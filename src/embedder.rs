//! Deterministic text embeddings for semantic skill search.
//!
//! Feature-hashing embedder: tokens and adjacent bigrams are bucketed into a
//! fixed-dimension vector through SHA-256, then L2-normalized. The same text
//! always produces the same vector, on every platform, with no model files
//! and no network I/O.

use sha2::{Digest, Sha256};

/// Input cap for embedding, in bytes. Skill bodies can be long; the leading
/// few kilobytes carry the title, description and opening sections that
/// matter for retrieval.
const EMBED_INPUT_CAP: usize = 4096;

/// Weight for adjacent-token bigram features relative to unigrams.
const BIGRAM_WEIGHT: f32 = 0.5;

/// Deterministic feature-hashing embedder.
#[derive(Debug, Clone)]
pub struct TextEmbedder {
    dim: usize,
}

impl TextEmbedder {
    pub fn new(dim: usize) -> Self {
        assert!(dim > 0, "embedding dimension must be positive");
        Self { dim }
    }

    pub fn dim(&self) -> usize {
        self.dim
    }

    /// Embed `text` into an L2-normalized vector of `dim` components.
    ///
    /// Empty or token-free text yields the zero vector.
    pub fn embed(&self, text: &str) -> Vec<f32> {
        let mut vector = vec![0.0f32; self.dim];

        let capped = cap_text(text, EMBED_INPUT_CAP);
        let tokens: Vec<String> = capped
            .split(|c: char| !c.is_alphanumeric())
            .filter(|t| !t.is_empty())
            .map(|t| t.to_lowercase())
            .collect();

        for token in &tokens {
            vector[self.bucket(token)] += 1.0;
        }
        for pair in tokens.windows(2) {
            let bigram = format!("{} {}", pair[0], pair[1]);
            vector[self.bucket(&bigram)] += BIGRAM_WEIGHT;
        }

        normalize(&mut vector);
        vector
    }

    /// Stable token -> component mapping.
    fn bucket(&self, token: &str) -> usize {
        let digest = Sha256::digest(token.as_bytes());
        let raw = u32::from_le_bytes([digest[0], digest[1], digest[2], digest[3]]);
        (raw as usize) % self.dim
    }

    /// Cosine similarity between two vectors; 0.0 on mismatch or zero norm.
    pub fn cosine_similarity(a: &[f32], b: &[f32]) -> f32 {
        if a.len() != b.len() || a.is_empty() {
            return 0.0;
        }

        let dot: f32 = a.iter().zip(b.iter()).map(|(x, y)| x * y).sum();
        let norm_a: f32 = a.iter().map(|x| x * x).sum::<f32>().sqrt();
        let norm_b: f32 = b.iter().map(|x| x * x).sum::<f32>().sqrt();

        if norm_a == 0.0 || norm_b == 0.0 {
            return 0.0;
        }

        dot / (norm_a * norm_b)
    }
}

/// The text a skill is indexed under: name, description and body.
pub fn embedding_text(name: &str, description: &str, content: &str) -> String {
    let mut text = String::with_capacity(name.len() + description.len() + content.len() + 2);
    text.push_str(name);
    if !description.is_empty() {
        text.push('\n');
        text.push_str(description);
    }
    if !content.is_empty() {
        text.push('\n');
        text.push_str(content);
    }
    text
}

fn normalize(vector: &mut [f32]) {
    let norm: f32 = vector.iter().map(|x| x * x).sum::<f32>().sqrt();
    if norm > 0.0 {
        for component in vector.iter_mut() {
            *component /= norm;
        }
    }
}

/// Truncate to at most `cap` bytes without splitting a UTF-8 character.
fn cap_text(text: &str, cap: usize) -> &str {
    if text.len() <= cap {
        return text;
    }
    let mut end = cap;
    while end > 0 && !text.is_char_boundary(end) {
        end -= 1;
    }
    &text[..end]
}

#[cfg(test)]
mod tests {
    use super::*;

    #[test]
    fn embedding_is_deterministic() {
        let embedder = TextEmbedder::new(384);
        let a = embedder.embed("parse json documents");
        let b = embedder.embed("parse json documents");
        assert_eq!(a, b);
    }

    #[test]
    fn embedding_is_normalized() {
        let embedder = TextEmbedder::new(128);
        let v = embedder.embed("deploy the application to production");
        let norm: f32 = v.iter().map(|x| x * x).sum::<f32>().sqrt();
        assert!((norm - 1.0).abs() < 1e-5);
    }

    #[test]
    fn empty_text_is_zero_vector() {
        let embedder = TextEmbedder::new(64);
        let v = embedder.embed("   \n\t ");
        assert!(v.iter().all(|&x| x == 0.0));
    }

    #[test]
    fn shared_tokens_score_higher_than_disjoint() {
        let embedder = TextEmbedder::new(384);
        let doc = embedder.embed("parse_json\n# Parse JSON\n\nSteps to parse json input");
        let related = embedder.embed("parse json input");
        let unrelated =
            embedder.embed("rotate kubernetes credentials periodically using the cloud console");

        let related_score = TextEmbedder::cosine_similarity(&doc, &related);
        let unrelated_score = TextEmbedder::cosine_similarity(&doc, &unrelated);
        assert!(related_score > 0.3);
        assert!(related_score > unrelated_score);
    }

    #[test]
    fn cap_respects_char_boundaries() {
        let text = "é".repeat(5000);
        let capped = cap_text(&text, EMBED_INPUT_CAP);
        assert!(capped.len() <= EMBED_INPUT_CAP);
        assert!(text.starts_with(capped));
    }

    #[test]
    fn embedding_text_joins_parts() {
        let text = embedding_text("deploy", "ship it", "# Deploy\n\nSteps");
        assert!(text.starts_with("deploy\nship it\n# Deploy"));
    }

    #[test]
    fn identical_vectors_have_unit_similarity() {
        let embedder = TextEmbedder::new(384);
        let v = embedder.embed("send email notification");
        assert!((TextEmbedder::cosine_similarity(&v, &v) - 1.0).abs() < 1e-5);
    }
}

|---|

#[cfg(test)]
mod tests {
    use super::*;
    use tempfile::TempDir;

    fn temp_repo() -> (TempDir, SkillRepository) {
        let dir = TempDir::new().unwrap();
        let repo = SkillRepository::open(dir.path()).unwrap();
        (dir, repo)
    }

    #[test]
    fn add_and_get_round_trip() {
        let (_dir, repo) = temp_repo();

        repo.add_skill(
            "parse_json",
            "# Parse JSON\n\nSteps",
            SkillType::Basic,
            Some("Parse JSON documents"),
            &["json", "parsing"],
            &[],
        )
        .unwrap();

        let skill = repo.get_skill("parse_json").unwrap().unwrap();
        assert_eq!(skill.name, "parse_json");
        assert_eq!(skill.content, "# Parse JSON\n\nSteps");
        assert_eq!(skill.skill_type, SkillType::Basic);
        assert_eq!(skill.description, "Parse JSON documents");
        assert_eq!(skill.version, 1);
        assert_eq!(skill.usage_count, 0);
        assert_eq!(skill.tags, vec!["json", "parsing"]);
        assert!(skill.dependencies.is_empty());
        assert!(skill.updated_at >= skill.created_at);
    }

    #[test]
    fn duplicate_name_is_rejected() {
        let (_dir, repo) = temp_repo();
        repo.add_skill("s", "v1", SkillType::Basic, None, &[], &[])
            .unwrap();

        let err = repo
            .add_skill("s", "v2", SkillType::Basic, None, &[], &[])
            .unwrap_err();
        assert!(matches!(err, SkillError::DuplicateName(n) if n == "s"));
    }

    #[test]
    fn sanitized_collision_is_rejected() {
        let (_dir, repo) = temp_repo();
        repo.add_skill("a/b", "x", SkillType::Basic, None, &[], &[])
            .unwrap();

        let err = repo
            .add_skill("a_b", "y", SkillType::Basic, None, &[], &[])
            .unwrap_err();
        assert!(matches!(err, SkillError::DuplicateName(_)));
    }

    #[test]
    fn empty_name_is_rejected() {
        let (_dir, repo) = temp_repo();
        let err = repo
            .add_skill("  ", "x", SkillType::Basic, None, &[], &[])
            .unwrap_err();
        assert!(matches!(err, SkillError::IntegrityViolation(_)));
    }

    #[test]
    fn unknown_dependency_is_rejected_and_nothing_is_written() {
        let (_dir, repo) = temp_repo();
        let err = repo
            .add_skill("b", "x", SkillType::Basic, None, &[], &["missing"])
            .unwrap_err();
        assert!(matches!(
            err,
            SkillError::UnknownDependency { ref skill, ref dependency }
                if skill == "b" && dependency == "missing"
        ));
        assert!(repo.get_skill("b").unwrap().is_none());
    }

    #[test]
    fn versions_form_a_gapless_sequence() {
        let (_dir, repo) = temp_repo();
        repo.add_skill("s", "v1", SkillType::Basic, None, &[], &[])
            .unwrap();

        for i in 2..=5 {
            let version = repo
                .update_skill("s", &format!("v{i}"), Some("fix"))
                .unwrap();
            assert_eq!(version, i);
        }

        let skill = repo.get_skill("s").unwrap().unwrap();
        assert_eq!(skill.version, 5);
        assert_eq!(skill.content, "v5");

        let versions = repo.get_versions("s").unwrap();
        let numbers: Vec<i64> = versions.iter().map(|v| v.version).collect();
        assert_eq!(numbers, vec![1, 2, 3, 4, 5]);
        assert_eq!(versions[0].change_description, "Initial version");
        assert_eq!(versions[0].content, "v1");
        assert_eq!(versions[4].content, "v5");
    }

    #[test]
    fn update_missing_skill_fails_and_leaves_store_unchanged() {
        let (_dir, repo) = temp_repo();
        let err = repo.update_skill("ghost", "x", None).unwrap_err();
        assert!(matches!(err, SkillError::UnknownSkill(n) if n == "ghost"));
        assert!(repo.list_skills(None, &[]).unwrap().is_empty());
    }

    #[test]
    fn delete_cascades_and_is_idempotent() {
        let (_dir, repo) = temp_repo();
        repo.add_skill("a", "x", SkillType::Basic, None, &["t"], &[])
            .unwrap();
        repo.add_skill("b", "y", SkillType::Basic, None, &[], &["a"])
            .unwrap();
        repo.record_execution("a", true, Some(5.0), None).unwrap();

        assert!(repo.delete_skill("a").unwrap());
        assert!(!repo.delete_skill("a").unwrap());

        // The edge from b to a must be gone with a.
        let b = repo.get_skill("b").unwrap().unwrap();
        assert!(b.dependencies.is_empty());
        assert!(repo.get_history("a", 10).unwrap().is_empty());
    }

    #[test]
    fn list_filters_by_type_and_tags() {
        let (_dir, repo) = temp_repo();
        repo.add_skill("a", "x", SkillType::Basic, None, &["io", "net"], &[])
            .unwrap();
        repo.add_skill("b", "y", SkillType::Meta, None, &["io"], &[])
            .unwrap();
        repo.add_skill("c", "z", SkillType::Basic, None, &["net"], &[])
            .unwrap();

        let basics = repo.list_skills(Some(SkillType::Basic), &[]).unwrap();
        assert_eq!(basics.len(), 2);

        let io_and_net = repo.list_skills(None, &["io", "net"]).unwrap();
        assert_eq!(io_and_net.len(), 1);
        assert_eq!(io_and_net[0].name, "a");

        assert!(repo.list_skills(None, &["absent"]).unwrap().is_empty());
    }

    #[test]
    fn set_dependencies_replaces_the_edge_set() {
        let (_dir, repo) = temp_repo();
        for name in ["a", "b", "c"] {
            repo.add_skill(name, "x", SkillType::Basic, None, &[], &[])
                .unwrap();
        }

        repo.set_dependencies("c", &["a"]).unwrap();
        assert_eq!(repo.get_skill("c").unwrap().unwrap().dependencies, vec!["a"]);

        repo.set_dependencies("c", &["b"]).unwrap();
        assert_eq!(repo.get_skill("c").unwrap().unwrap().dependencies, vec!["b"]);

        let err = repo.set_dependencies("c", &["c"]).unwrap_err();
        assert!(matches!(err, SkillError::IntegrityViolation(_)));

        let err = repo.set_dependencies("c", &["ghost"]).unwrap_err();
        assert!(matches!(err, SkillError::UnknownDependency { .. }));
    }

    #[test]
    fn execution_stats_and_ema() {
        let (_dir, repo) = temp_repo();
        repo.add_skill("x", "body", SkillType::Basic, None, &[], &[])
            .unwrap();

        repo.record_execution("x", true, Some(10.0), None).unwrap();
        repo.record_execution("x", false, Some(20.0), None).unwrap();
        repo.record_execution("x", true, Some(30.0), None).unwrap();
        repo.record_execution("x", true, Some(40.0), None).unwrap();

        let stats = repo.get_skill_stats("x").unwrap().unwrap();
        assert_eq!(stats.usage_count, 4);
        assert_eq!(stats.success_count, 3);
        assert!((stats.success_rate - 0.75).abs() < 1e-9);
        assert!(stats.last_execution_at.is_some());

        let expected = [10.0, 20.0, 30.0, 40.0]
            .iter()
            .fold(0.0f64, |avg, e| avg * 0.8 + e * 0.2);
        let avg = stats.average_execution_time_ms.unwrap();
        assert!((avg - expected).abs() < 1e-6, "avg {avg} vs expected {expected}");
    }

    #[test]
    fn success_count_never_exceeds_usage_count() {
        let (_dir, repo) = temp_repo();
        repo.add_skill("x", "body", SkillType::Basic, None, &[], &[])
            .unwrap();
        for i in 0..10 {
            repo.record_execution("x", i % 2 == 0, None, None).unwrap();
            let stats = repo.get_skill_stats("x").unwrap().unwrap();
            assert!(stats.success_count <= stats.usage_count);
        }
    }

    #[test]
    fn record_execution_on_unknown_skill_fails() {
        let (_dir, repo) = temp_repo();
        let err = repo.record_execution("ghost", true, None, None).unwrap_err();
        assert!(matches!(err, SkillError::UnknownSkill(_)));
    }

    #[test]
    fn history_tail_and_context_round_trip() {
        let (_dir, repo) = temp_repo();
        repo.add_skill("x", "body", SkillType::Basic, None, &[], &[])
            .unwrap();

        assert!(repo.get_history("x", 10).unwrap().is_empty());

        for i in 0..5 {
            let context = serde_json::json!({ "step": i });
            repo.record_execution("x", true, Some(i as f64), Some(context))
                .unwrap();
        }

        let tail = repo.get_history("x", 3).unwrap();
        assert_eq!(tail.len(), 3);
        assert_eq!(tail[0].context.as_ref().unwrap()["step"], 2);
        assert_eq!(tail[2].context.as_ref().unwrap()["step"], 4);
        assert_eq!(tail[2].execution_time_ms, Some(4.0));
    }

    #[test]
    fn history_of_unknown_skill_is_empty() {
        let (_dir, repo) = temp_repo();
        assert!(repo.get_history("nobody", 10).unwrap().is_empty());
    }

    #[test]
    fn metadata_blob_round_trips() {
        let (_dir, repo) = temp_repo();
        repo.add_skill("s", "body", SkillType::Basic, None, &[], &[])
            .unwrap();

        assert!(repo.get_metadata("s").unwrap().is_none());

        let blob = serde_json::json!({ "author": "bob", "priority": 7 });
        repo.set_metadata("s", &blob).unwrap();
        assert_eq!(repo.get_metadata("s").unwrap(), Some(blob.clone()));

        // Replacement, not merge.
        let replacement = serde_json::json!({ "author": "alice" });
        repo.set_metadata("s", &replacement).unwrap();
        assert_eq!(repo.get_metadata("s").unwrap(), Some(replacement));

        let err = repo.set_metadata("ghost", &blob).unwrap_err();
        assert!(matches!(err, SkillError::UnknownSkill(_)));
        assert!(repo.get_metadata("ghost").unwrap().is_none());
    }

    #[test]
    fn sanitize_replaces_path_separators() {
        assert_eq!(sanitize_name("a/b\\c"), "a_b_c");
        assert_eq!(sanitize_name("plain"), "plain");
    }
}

|---|

#### [Exercise]
Copy only this part of the entries above: the line with "fn normalize(vector: &mut", the line with "let embedder = TextEmbedder::new(128);", and the lines between, all exactly as written.

#### [Answer space]
fn normalize(vector: &mut [f32]) {
    let norm: f32 = vector.iter().map(|x| x * x).sum::<f32>().sqrt();
    if norm > 0.0 {
        for component in vector.iter_mut() {
            *component /= norm;
        }
    }
}

/// Truncate to at most `cap` bytes without splitting a UTF-8 character.
fn cap_text(text: &str, cap: usize) -> &str {
    if text.len() <= cap {
        return text;
    }
    let mut end = cap;
    while end > 0 && !text.is_char_boundary(end) {
        end -= 1;
    }
    &text[..end]
}

#[cfg(test)]
mod tests {
    use super::*;

    #[test]
    fn embedding_is_deterministic() {
        let embedder = TextEmbedder::new(384);
        let a = embedder.embed("parse json documents");
        let b = embedder.embed("parse json documents");
        assert_eq!(a, b);
    }

    #[test]
    fn embedding_is_normalized() {
        let embedder = TextEmbedder::new(128);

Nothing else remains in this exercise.